Generating spectrograms with arecord, sox and ffmpeg/avconv

2019-09-19 - Andreas Wittmann - Tags: publish

1. Create a spectrogram (Image)

The following command records a WAV file using ALSA (Device 2.0). In this example, Sox is piped into the process — which is actually unnecessary in this case — but could still be used to apply various filters to the resulting test.wav file:

arecord -D hw:2,0 -r 32000 -f S16_LE -c 1 -t wav | sox -t wav -c 1 -L -b 16 -r 32000 - test.wav

Now, using the newly created test.wav file, a spectrogram can be generated:

sox test.wav -n spectrogram -o image.png

The following command creates a WAV file using Alsa (Device 2.0). In this case, Sox is additionally piped, which is completely unnecessary here, however, Sox could still add various filters to the resulting test.wav change:

arecord -D hw:2,0 -r 32000 -f S16_LE -c 1 -t wav | sox -t wav -c 1 -L -b 16 -r 32000 - test.wav

Using the file test.wav that has just been created, a spectrogram is now generated:

sox test.wav -n spectrogram -o image.png

content.org_20180225_093605_15135M7Y.png

A similar spectrogram image can be created directly from a video file using avconv:

avconv -i test.avi -lavfi showspectrumpic=s=hd480:legend=0,format=yuv420p out.png

avconv_spec.png

2. Create a spectrogram (Video)

The following instruction creates a spectrogram from a video test.avi. This is saved as a video under the name out.avi.

screenshot_20190101_095339.png

Instead of avconv, ffmpeg could also have been used. The Debian version does not currently support all parameters here.

Alternatives with MPlayer and Sox

You can also generate a spectrogram from a video using mplayer, or a combination of mplayer and sox.

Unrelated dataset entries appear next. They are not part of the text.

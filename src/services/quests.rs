// SPDX-License-Identifier: MIT

//! Daily quest rotation, completion and the point ledger.

use crate::db::FirestoreDb;
use crate::error::{AppError, Result};
use crate::models::quest::MAX_QUEST_NOTES_LEN;
use crate::models::{Quest, QuestStatus, UserQuest};
use crate::time_utils::now_rfc3339;
use rand::seq::SliceRandom;
use rand::Rng;
use serde::Serialize;
use std::collections::{HashMap, HashSet};

/// Quests assigned per daily rotation.
pub const DAILY_QUEST_COUNT: usize = 3;

/// Result of completing a quest.
#[derive(Debug, Clone, Serialize)]
pub struct QuestCompletion {
    pub quest_id: String,
    pub points_awarded: u64,
    pub total_points: u64,
    pub level: u32,
}

/// A freshly assigned quest with display fields.
#[derive(Debug, Clone, Serialize)]
pub struct AssignedQuest {
    pub user_quest_id: String,
    pub quest_id: String,
    pub title: String,
    pub description: String,
    pub point_value: u64,
    pub category_name: String,
}

/// A completed quest with display fields.
#[derive(Debug, Clone, Serialize)]
pub struct CompletedQuest {
    pub quest_id: String,
    pub title: String,
    pub description: String,
    pub point_value: u64,
    pub category_name: String,
    pub completed_at: String,
    pub notes: Option<String>,
}

/// Pick a quest from a category: prefer one the user has never had
/// assigned or completed; fall back to any quest in the category.
pub fn select_quest<'a, R: Rng + ?Sized>(
    quests: &'a [Quest],
    seen_quest_ids: &HashSet<String>,
    rng: &mut R,
) -> Option<&'a Quest> {
    let unseen: Vec<&Quest> = quests
        .iter()
        .filter(|q| !seen_quest_ids.contains(&q.id))
        .collect();

    if let Some(quest) = unseen.choose(rng) {
        return Some(quest);
    }
    quests.choose(rng)
}

/// Quest assignment and point ledger.
pub struct QuestService {
    db: FirestoreDb,
}

impl QuestService {
    pub fn new(db: FirestoreDb) -> Self {
        Self { db }
    }

    /// Complete an assigned quest and award its points.
    pub async fn complete_quest(
        &self,
        user_id: &str,
        quest_id: &str,
        notes: Option<String>,
    ) -> Result<QuestCompletion> {
        if let Some(ref notes) = notes {
            if notes.chars().count() > MAX_QUEST_NOTES_LEN {
                return Err(AppError::Validation(format!(
                    "Notes must be at most {} characters",
                    MAX_QUEST_NOTES_LEN
                )));
            }
        }

        let quest = self
            .db
            .get_quest(quest_id)
            .await?
            .ok_or_else(|| AppError::NotFound("Quest not found in database".to_string()))?;

        let assigned = self.db.get_assigned_user_quests(user_id).await?;
        let user_quest = assigned
            .into_iter()
            .find(|uq| uq.quest_id == quest_id)
            .ok_or_else(|| {
                AppError::NotFound("Quest not found or already completed".to_string())
            })?;

        // The transition and the point increment commit together; the
        // transaction re-checks the assignment status.
        let stat = self
            .db
            .complete_quest_atomic(&user_quest, &quest, notes)
            .await?;

        Ok(QuestCompletion {
            quest_id: quest.id,
            points_awarded: quest.point_value,
            total_points: stat.points,
            level: stat.level,
        })
    }

    /// Assign a fresh daily rotation of quests.
    ///
    /// Every currently assigned quest is expired first, so "assigned"
    /// is always a single generation. Then three distinct categories are
    /// drawn uniformly at random and one quest is selected per category.
    pub async fn assign_daily_quests<R: Rng + ?Sized>(
        &self,
        user_id: &str,
        rng: &mut R,
    ) -> Result<Vec<AssignedQuest>> {
        let current = self.db.get_assigned_user_quests(user_id).await?;
        if !current.is_empty() {
            self.db.expire_user_quests(&current).await?;
            tracing::debug!(user_id, expired = current.len(), "Expired previous rotation");
        }

        let categories = self.db.get_quest_categories().await?;
        if categories.is_empty() {
            return Err(AppError::NotFound(
                "No quest categories available".to_string(),
            ));
        }

        let chosen: Vec<_> = categories
            .choose_multiple(rng, DAILY_QUEST_COUNT)
            .cloned()
            .collect();

        // Everything this user has ever had, regardless of status
        let seen_quest_ids: HashSet<String> = self
            .db
            .get_user_quests(user_id)
            .await?
            .into_iter()
            .map(|uq| uq.quest_id)
            .collect();

        let now = now_rfc3339();
        let mut assigned = Vec::new();

        for category in chosen {
            let quests = self.db.get_quests_in_category(&category.id).await?;
            let Some(quest) = select_quest(&quests, &seen_quest_ids, rng) else {
                tracing::debug!(category_id = %category.id, "Category has no quests, skipping");
                continue;
            };

            let user_quest = UserQuest {
                id: uuid::Uuid::new_v4().to_string(),
                user_id: user_id.to_string(),
                quest_id: quest.id.clone(),
                status: QuestStatus::Assigned,
                assigned_at: now.clone(),
                completed_at: None,
                notes: None,
            };
            self.db.set_user_quest(&user_quest).await?;

            assigned.push(AssignedQuest {
                user_quest_id: user_quest.id,
                quest_id: quest.id.clone(),
                title: quest.title.clone(),
                description: quest.description.clone(),
                point_value: quest.point_value,
                category_name: category.name.clone(),
            });
        }

        tracing::info!(user_id, count = assigned.len(), "Daily quests assigned");
        Ok(assigned)
    }

    /// Completed quests, newest first, joined with catalog display fields.
    pub async fn get_completed_quests(&self, user_id: &str) -> Result<Vec<CompletedQuest>> {
        let completed = self.db.get_completed_user_quests(user_id).await?;

        let categories: HashMap<String, String> = self
            .db
            .get_quest_categories()
            .await?
            .into_iter()
            .map(|c| (c.id, c.name))
            .collect();

        let mut results = Vec::with_capacity(completed.len());
        for user_quest in completed {
            let Some(quest) = self.db.get_quest(&user_quest.quest_id).await? else {
                // Catalog entry removed after completion; skip the row
                tracing::warn!(quest_id = %user_quest.quest_id, "Completed quest missing from catalog");
                continue;
            };

            results.push(CompletedQuest {
                quest_id: quest.id,
                title: quest.title,
                description: quest.description,
                point_value: quest.point_value,
                category_name: categories
                    .get(&quest.category_id)
                    .cloned()
                    .unwrap_or_default(),
                completed_at: user_quest.completed_at.unwrap_or_default(),
                notes: user_quest.notes,
            });
        }

        Ok(results)
    }
}

#[cfg(test)]
mod tests {
    use super::*;
    use rand::rngs::StdRng;
    use rand::SeedableRng;

    fn quest(id: &str, category: &str) -> Quest {
        Quest {
            id: id.to_string(),
            category_id: category.to_string(),
            title: format!("Quest {}", id),
            description: "desc".to_string(),
            point_value: 50,
        }
    }

    #[test]
    fn select_prefers_unseen_quests() {
        let quests = vec![quest("q1", "c1"), quest("q2", "c1"), quest("q3", "c1")];
        let seen: HashSet<String> = ["q1".to_string(), "q3".to_string()].into();
        let mut rng = StdRng::seed_from_u64(7);

        for _ in 0..20 {
            let picked = select_quest(&quests, &seen, &mut rng).unwrap();
            assert_eq!(picked.id, "q2");
        }
    }

    #[test]
    fn select_falls_back_when_all_seen() {
        let quests = vec![quest("q1", "c1"), quest("q2", "c1")];
        let seen: HashSet<String> = ["q1".to_string(), "q2".to_string()].into();
        let mut rng = StdRng::seed_from_u64(7);

        let picked = select_quest(&quests, &seen, &mut rng);
        assert!(picked.is_some());
    }

    #[test]
    fn select_none_for_empty_category() {
        let mut rng = StdRng::seed_from_u64(7);
        assert!(select_quest(&[], &HashSet::new(), &mut rng).is_none());
    }
}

First, extract a WAV file using mplayer:

mplayer test.mp4 -ao pcm:file=/dev/stdout -vo null > test.wav

Then generate the spectrogram:

sox test.wav -n spectrogram -o test.png

3. Comparing Spectrograms

Spectrograms created this way can be directly compared. However, even with seemingly identical WAV files, this comparison can be tricky.

To make differences more visible, creating a spectrogram diff is recommended.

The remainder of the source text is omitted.